RECORDED DATA:
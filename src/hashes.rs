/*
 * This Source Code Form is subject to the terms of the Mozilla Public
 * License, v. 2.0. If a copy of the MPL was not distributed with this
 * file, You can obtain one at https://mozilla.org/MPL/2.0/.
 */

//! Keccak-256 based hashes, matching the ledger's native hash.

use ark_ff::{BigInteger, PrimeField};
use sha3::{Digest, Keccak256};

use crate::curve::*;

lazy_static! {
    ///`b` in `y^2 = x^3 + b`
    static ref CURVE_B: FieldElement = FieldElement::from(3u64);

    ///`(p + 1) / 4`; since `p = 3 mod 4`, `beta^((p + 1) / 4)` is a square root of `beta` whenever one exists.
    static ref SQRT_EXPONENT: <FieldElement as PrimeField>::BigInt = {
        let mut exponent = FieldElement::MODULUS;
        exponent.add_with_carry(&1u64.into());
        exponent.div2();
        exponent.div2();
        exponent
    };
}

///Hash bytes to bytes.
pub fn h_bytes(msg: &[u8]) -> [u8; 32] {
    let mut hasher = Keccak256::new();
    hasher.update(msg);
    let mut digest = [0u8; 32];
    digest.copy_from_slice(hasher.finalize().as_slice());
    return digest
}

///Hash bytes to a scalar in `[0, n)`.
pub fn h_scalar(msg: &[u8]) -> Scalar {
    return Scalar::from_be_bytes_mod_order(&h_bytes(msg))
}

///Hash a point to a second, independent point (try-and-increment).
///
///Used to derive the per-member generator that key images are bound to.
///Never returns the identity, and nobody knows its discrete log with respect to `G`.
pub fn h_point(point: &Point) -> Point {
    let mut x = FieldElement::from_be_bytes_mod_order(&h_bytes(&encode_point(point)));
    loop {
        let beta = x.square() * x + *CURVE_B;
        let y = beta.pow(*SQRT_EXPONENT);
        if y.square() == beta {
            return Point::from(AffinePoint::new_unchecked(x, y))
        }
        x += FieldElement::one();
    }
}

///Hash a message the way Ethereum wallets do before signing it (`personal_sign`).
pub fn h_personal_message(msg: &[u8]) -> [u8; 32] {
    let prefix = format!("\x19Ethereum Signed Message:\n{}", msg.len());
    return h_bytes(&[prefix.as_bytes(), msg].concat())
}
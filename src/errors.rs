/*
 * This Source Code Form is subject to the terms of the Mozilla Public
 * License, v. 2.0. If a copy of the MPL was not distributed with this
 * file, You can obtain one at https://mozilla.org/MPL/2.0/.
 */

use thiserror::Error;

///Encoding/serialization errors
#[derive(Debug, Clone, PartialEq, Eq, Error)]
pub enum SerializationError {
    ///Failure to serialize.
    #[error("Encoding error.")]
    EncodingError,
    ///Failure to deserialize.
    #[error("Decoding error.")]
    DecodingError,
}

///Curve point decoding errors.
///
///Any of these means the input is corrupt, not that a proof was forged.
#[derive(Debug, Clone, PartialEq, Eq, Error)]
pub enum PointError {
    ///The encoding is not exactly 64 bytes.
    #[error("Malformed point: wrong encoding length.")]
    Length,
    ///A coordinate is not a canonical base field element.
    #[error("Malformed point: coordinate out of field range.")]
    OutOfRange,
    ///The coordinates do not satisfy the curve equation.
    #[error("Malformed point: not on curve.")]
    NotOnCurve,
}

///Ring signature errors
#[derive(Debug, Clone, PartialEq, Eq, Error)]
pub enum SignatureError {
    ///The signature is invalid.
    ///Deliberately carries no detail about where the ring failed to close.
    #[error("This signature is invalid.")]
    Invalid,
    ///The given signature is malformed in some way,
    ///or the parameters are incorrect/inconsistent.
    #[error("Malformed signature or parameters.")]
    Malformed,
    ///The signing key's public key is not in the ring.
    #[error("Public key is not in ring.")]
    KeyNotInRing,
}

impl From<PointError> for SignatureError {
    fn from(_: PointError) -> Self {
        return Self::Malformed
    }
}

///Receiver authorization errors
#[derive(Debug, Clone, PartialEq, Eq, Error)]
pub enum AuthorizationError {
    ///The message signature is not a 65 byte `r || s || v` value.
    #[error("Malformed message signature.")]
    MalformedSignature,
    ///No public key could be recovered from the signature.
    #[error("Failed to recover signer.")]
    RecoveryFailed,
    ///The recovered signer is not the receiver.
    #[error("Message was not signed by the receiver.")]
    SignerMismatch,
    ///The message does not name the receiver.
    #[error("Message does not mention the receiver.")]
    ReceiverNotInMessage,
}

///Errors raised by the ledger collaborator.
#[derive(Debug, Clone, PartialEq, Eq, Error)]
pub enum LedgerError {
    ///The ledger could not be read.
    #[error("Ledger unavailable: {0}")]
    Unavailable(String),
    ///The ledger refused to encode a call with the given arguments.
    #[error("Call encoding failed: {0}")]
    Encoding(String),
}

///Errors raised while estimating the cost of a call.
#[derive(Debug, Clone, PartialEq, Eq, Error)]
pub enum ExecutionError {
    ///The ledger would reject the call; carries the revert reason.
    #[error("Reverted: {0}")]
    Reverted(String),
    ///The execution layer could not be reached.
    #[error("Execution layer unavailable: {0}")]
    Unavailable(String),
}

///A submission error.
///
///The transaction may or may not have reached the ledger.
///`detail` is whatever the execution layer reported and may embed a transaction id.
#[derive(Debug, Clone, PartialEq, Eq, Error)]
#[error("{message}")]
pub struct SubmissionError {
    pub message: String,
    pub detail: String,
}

ABOUT THIS EXERCISE:
Retype the whole listing without changing anything.

SOLUTION TO THE PROBLEM:
filename src/hashes.rs
/*
 * This Source Code Form is subject to the terms of the Mozilla Public
 * License, v. 2.0. If a copy of the MPL was not distributed with this
 * file, You can obtain one at https://mozilla.org/MPL/2.0/.
 */

//! Keccak-256 based hashes, matching the ledger's native hash.

use ark_ff::{BigInteger, PrimeField};
use sha3::{Digest, Keccak256};

use crate::curve::*;

lazy_static! {
    ///`b` in `y^2 = x^3 + b`
    static ref CURVE_B: FieldElement = FieldElement::from(3u64);

    ///`(p + 1) / 4`; since `p = 3 mod 4`, `beta^((p + 1) / 4)` is a square root of `beta` whenever one exists.
    static ref SQRT_EXPONENT: <FieldElement as PrimeField>::BigInt = {
        let mut exponent = FieldElement::MODULUS;
        exponent.add_with_carry(&1u64.into());
        exponent.div2();
        exponent.div2();
        exponent
    };
}

///Hash bytes to bytes.
pub fn h_bytes(msg: &[u8]) -> [u8; 32] {
    let mut hasher = Keccak256::new();
    hasher.update(msg);
    let mut digest = [0u8; 32];
    digest.copy_from_slice(hasher.finalize().as_slice());
    return digest
}

///Hash bytes to a scalar in `[0, n)`.
pub fn h_scalar(msg: &[u8]) -> Scalar {
    return Scalar::from_be_bytes_mod_order(&h_bytes(msg))
}

///Hash a point to a second, independent point (try-and-increment).
///
///Used to derive the per-member generator that key images are bound to.
///Never returns the identity, and nobody knows its discrete log with respect to `G`.
pub fn h_point(point: &Point) -> Point {
    let mut x = FieldElement::from_be_bytes_mod_order(&h_bytes(&encode_point(point)));
    loop {
        let beta = x.square() * x + *CURVE_B;
        let y = beta.pow(*SQRT_EXPONENT);
        if y.square() == beta {
            return Point::from(AffinePoint::new_unchecked(x, y))
        }
        x += FieldElement::one();
    }
}

///Hash a message the way Ethereum wallets do before signing it (`personal_sign`).
pub fn h_personal_message(msg: &[u8]) -> [u8; 32] {
    let prefix = format!("\x19Ethereum Signed Message:\n{}", msg.len());
    return h_bytes(&[prefix.as_bytes(), msg].concat())
}
filename src/errors.rs
/*
 * This Source Code Form is subject to the terms of the Mozilla Public
 * License, v. 2.0. If a copy of the MPL was not distributed with this
 * file, You can obtain one at https://mozilla.org/MPL/2.0/.
 */

use thiserror::Error;

///Encoding/serialization errors
#[derive(Debug, Clone, PartialEq, Eq, Error)]
pub enum SerializationError {
    ///Failure to serialize.
    #[error("Encoding error.")]
    EncodingError,
    ///Failure to deserialize.
    #[error("Decoding error.")]
    DecodingError,
}

///Curve point decoding errors.
///
///Any of these means the input is corrupt, not that a proof was forged.
#[derive(Debug, Clone, PartialEq, Eq, Error)]
pub enum PointError {
    ///The encoding is not exactly 64 bytes.
    #[error("Malformed point: wrong encoding length.")]
    Length,
    ///A coordinate is not a canonical base field element.
    #[error("Malformed point: coordinate out of field range.")]
    OutOfRange,
    ///The coordinates do not satisfy the curve equation.
    #[error("Malformed point: not on curve.")]
    NotOnCurve,
}

///Ring signature errors
#[derive(Debug, Clone, PartialEq, Eq, Error)]
pub enum SignatureError {
    ///The signature is invalid.
    ///Deliberately carries no detail about where the ring failed to close.
    #[error("This signature is invalid.")]
    Invalid,
    ///The given signature is malformed in some way,
    ///or the parameters are incorrect/inconsistent.
    #[error("Malformed signature or parameters.")]
    Malformed,
    ///The signing key's public key is not in the ring.
    #[error("Public key is not in ring.")]
    KeyNotInRing,
}

impl From<PointError> for SignatureError {
    fn from(_: PointError) -> Self {
        return Self::Malformed
    }
}

///Receiver authorization errors
#[derive(Debug, Clone, PartialEq, Eq, Error)]
pub enum AuthorizationError {
    ///The message signature is not a 65 byte `r || s || v` value.
    #[error("Malformed message signature.")]
    MalformedSignature,
    ///No public key could be recovered from the signature.
    #[error("Failed to recover signer.")]
    RecoveryFailed,
    ///The recovered signer is not the receiver.
    #[error("Message was not signed by the receiver.")]
    SignerMismatch,
    ///The message does not name the receiver.
    #[error("Message does not mention the receiver.")]
    ReceiverNotInMessage,
}

///Errors raised by the ledger collaborator.
#[derive(Debug, Clone, PartialEq, Eq, Error)]
pub enum LedgerError {
    ///The ledger could not be read.
    #[error("Ledger unavailable: {0}")]
    Unavailable(String),
    ///The ledger refused to encode a call with the given arguments.
    #[error("Call encoding failed: {0}")]
    Encoding(String),
}

///Errors raised while estimating the cost of a call.
#[derive(Debug, Clone, PartialEq, Eq, Error)]
pub enum ExecutionError {
    ///The ledger would reject the call; carries the revert reason.
    #[error("Reverted: {0}")]
    Reverted(String),
    ///The execution layer could not be reached.
    #[error("Execution layer unavailable: {0}")]
    Unavailable(String),
}

///A submission error.
///
///The transaction may or may not have reached the ledger.
///`detail` is whatever the execution layer reported and may embed a transaction id.
#[derive(Debug, Clone, PartialEq, Eq, Error)]
#[error("{message}")]
pub struct SubmissionError {
    pub message: String,
    pub detail: String,
}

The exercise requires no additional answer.